We’ve come a long way in 5 years. Azure Microsoft Sentinel has been a constant through my couple of years working in the security field and I’m certainly privileged in a sense to work with a tool that is so easy to start with and that is getting a ton of development and attention from the product group. Combine that with a big community and it’s no wonder I’ve stuck with it for so long.

We still have some ways to go, I think, mostly in terms of usability and user experience - however this is not exclusive to Sentinel and most of it comes from adjacent products that are indirectly connected that I utilize in my day to day work.
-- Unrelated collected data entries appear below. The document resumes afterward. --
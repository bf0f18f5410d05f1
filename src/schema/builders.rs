use log::debug;
use serde::{Deserialize, Serialize};
use std::collections::HashSet;

use super::{ColumnGroup, InsertionPoint, SchemaError};

/// How the value of a base column is obtained for each row
#[derive(Debug, Clone, PartialEq, Eq, Serialize, Deserialize)]
#[serde(rename_all = "snake_case")]
pub enum FieldSource {
    /// The same constant on every row (e.g., a protocol name)
    Literal(String),
    /// A shared field looked up by key; empty when not supplied
    Shared(String),
    /// The normalized sample identifier
    SampleName,
    /// The normalized sample identifier followed by a fixed suffix
    SampleNameWithSuffix(String),
    /// Always empty, to be filled in later
    Empty,
}

/// A fixed column of a spec
#[derive(Debug, Clone, PartialEq, Eq, Serialize, Deserialize)]
pub struct BaseColumn {
    /// Header label
    pub label: String,
    /// Value source for each row
    pub source: FieldSource,
}

/// A column of an expanded header
#[derive(Debug, Clone, PartialEq, Eq, Serialize, Deserialize)]
pub struct HeaderColumn {
    /// Header label
    pub label: String,
    /// Value source for each row
    pub source: FieldSource,
    /// Name of the dynamic group the column came from, `None` for base columns
    #[serde(skip_serializing_if = "Option::is_none")]
    pub group: Option<String>,
}

#[derive(Debug, Clone, PartialEq, Eq, Serialize, Deserialize)]
enum SpecEntry {
    Column(BaseColumn),
    Slot(String),
}

/// Ordered base columns with named slots for dynamic column groups
///
/// Built with chained calls, in header order:
///
/// ```rust
/// use isasheet::schema::{columns, ColumnGroup, ColumnSpec};
///
/// let spec = ColumnSpec::new()
///     .sample_name(columns::SAMPLE_NAME)
///     .literal(columns::PROTOCOL_REF, "Dissociation")
///     .slot("dissociation_parameters")
///     .empty(columns::PERFORMER);
///
/// let group = ColumnGroup::parameter_values("dissociation_parameters").with_columns(["enzyme"]);
/// let header = spec.expand(&[group]).unwrap();
/// let labels: Vec<_> = header.iter().map(|c| c.label.as_str()).collect();
/// assert_eq!(
///     labels,
///     ["Sample Name", "Protocol REF", "Parameter Value[enzyme]", "Performer"]
/// );
/// ```
#[derive(Debug, Clone, Default, PartialEq, Eq, Serialize, Deserialize)]
pub struct ColumnSpec {
    entries: Vec<SpecEntry>,
}

impl ColumnSpec {
    /// Create an empty spec
    pub fn new() -> Self {
        Self::default()
    }

    /// Append a base column
    pub fn column(mut self, label: &str, source: FieldSource) -> Self {
        self.entries.push(SpecEntry::Column(BaseColumn {
            label: label.to_string(),
            source,
        }));
        self
    }

    /// Append a column holding the same constant on every row
    pub fn literal(self, label: &str, value: &str) -> Self {
        self.column(label, FieldSource::Literal(value.to_string()))
    }

    /// Append a column holding a shared field
    pub fn shared(self, label: &str, key: &str) -> Self {
        self.column(label, FieldSource::Shared(key.to_string()))
    }

    /// Append a column holding the normalized sample identifier
    pub fn sample_name(self, label: &str) -> Self {
        self.column(label, FieldSource::SampleName)
    }

    /// Append a column holding the normalized sample identifier plus a suffix
    pub fn sample_name_with_suffix(self, label: &str, suffix: &str) -> Self {
        self.column(label, FieldSource::SampleNameWithSuffix(suffix.to_string()))
    }

    /// Append an always-empty column
    pub fn empty(self, label: &str) -> Self {
        self.column(label, FieldSource::Empty)
    }

    /// Declare a named slot at the current position
    pub fn slot(mut self, name: &str) -> Self {
        self.entries.push(SpecEntry::Slot(name.to_string()));
        self
    }

    /// Base columns in order
    pub fn base_columns(&self) -> impl Iterator<Item = &BaseColumn> {
        self.entries.iter().filter_map(|entry| match entry {
            SpecEntry::Column(column) => Some(column),
            SpecEntry::Slot(_) => None,
        })
    }

    /// Slot names in order
    pub fn slots(&self) -> impl Iterator<Item = &str> {
        self.entries.iter().filter_map(|entry| match entry {
            SpecEntry::Slot(name) => Some(name.as_str()),
            SpecEntry::Column(_) => None,
        })
    }

    /// Whether the spec resolves the given insertion point
    pub fn resolves(&self, point: &InsertionPoint) -> bool {
        match point {
            InsertionPoint::Slot(name) => self.slots().any(|slot| slot == name),
            InsertionPoint::After(label) => self.base_columns().any(|c| &c.label == label),
        }
    }

    /// Splice column groups into the spec, producing the full header
    ///
    /// Groups sharing an insertion point keep their relative order. Every
    /// group is checked before anything is assembled, so an unresolvable
    /// insertion point fails the whole expansion.
    pub fn expand(&self, groups: &[ColumnGroup]) -> Result<Vec<HeaderColumn>, SchemaError> {
        for group in groups {
            if !self.resolves(&group.at) {
                return Err(SchemaError::MalformedColumnGroup {
                    group: group.name.clone(),
                    point: group.at.clone(),
                });
            }
            if let Some(name) = group.columns.iter().find(|name| !is_valid_column_name(name)) {
                return Err(SchemaError::InvalidColumnName {
                    group: group.name.clone(),
                    name: name.clone(),
                });
            }
        }

        let mut header = Vec::new();
        let mut seen_labels = HashSet::new();

        for entry in &self.entries {
            match entry {
                SpecEntry::Column(column) => {
                    header.push(HeaderColumn {
                        label: column.label.clone(),
                        source: column.source.clone(),
                        group: None,
                    });
                    // Only the first column with a label anchors `After` groups.
                    if seen_labels.insert(column.label.as_str()) {
                        let point = InsertionPoint::After(column.label.clone());
                        splice(&mut header, groups, &point);
                    }
                }
                SpecEntry::Slot(name) => {
                    splice(&mut header, groups, &InsertionPoint::Slot(name.clone()));
                }
            }
        }

        debug!(
            "Expanded {} base columns and {} groups into {} header columns",
            self.base_columns().count(),
            groups.len(),
            header.len()
        );

        Ok(header)
    }
}

fn splice(header: &mut Vec<HeaderColumn>, groups: &[ColumnGroup], point: &InsertionPoint) {
    for group in groups.iter().filter(|g| &g.at == point) {
        header.extend(group.labels().map(|label| HeaderColumn {
            label,
            source: FieldSource::Empty,
            group: Some(group.name.clone()),
        }));
    }
}

fn is_valid_column_name(name: &str) -> bool {
    !name.is_empty() && !name.contains(['\t', '\n', '\r'])
}
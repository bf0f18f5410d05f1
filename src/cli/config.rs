//! TOML configuration file support.
//!
//! Instead of passing every value as a flag, a study can be described in a
//! config file; command-line values take precedence:
//!
//! ```toml
//! # isasheet.toml
//! [study]
//! experiment_name = "organoid_timecourse"
//! organism = "Homo sapiens"
//! source_type = "iPSC"
//! model_type = "organoid"
//! samples = ["D0-1", "D7-1"]
//!
//! [library]
//! kit = "Chromium Next GEM Single Cell 3' v3.1"
//! type = "3'"
//!
//! [columns]
//! source_characteristics = ["genotype"]
//! dissociation_parameters = ["enzyme"]
//! ```

use anyhow::{Context, Result};
use serde::Deserialize;
use std::path::Path;

use isasheet::sheets::StageColumns;

/// Root configuration structure for isasheet.toml files.
#[derive(Debug, Default, Deserialize)]
pub struct Config {
    /// Study identity and shared annotations.
    #[serde(default)]
    pub study: StudyConfig,

    /// Library preparation settings.
    #[serde(default)]
    pub library: LibraryConfig,

    /// Extra columns per workflow stage.
    #[serde(default)]
    pub columns: StageColumns,
}

/// The `[study]` table.
#[derive(Debug, Default, Deserialize)]
pub struct StudyConfig {
    /// Experiment name, also used in file names.
    pub experiment_name: Option<String>,

    /// Organism name (e.g., "Homo sapiens").
    pub organism: Option<String>,

    /// Ontology source of the organism term; looked up for known organisms when omitted.
    pub organism_term_source: Option<String>,

    /// Accession of the organism term; looked up for known organisms when omitted.
    pub organism_accession: Option<String>,

    /// Kind of source material.
    pub source_type: Option<String>,

    /// Kind of model system.
    pub model_type: Option<String>,

    /// Sample identifiers.
    #[serde(default)]
    pub samples: Vec<String>,
}

/// The `[library]` table.
#[derive(Debug, Default, Deserialize)]
pub struct LibraryConfig {
    /// Library preparation kit.
    pub kit: Option<String>,

    /// Library type.
    #[serde(rename = "type")]
    pub library_type: Option<String>,
}

impl Config {
    /// Load configuration from a TOML file.
    pub fn from_file(path: &Path) -> Result<Self> {
        let content = std::fs::read_to_string(path)
            .with_context(|| format!("Failed to read config file: {}", path.display()))?;

        Self::from_str(&content)
    }

    /// Parse configuration from a TOML string.
    pub fn from_str(content: &str) -> Result<Self> {
        toml::from_str(content).context("Failed to parse TOML configuration")
    }
}
use log::debug;
use std::io::{self, Write};
use std::path::Path;

use tempfile::NamedTempFile;

use super::WriterError;
use crate::table::Table;

/// Writes tables as tab-separated text
pub struct TsvWriter<W: Write> {
    inner: csv::Writer<W>,
}

impl<W: Write> TsvWriter<W> {
    /// Wrap a writer
    pub fn new(writer: W) -> Self {
        let inner = csv::WriterBuilder::new()
            .delimiter(b'\t')
            .quote_style(csv::QuoteStyle::Never)
            .terminator(csv::Terminator::Any(b'\n'))
            .has_headers(false)
            .from_writer(writer);
        Self { inner }
    }

    /// Write the header line followed by one line per row
    ///
    /// The table is checked in full before anything is written.
    pub fn write_table(&mut self, table: &Table) -> Result<(), WriterError> {
        check_table(table)?;

        self.write_record(&table.header)?;
        for row in &table.rows {
            self.write_record(row)?;
        }
        self.inner.flush()?;
        Ok(())
    }

    fn write_record(&mut self, record: &[String]) -> Result<(), WriterError> {
        // csv quotes a lone empty field as `""`; an empty line is the unquoted form.
        if let [field] = record {
            if field.is_empty() {
                self.inner.flush()?;
                self.inner.get_mut().write_all(b"\n")?;
                return Ok(());
            }
        }
        self.inner.write_record(record)?;
        Ok(())
    }

    /// Flush and return the underlying writer
    pub fn into_inner(self) -> Result<W, WriterError> {
        self.inner
            .into_inner()
            .map_err(|e| WriterError::IoError(e.into_error()))
    }
}

fn check_table(table: &Table) -> Result<(), WriterError> {
    let width = table.width();
    if width == 0 {
        return Err(WriterError::EmptyHeader);
    }

    for label in &table.header {
        check_field(label, label)?;
    }

    for (index, row) in table.rows.iter().enumerate() {
        if row.len() != width {
            return Err(WriterError::RowWidthMismatch {
                row: index,
                expected: width,
                found: row.len(),
            });
        }
        for (label, value) in table.header.iter().zip(row) {
            check_field(label, value)?;
        }
    }

    Ok(())
}

fn check_field(column: &str, value: &str) -> Result<(), WriterError> {
    if value.contains(['\t', '\n', '\r']) {
        return Err(WriterError::UnrepresentableField {
            column: column.to_string(),
            value: value.to_string(),
        });
    }
    Ok(())
}

/// Render a table as tab-separated text
pub fn table_to_string(table: &Table) -> Result<String, WriterError> {
    let mut writer = TsvWriter::new(Vec::new());
    writer.write_table(table)?;
    let bytes = writer.into_inner()?;
    String::from_utf8(bytes)
        .map_err(|e| WriterError::IoError(io::Error::new(io::ErrorKind::InvalidData, e)))
}

/// Write bytes to `path` through a temporary file in the same directory
pub fn write_atomically(path: &Path, contents: &[u8]) -> Result<(), WriterError> {
    let dir = path
        .parent()
        .filter(|p| !p.as_os_str().is_empty())
        .unwrap_or_else(|| Path::new("."));

    let mut tmp = NamedTempFile::new_in(dir)?;
    tmp.write_all(contents)?;
    tmp.flush()?;
    tmp.as_file().sync_all()?;
    tmp.persist(path).map_err(|e| WriterError::IoError(e.error))?;

    debug!("Wrote {} bytes to {}", contents.len(), path.display());
    Ok(())
}

/// Write a table to a file as tab-separated text
pub fn write_table_file<P: AsRef<Path>>(path: P, table: &Table) -> Result<(), WriterError> {
    let contents = table_to_string(table)?;
    write_atomically(path.as_ref(), contents.as_bytes())
}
If I could have a wishlist going forward, it would be something like this:

  1. Azure Lighthouse improvements - add support for Entra ID roles, support for more API integrations and possible integration with Unified RBAC in Defender XDR?
  2. Better data engineering options in Sentinel - better support for AMA and workspace transformations. Mostly UX improvements, but also better support for managing data sources and destinations easily.
  3. Fix the unified portal incident merging - allow us to opt out as a short term fix, and then work on a better solution for merging incidents from Defender and Sentinel, at least so we can persist certain tags on the original and new incidents.
  4. Update the PIM activation user experience - make it faster, more reliable, and allow us to activate multiple roles or groups at a time. Also, add API support for activating eligible roles in other tenants please.

That’s it for now - hopefully this has been a good read. I remembered a lot of stuff while doing my research for this post, and I also reached out to several community members to get their input on this post, so thanks to everyone who contributed some time towards this.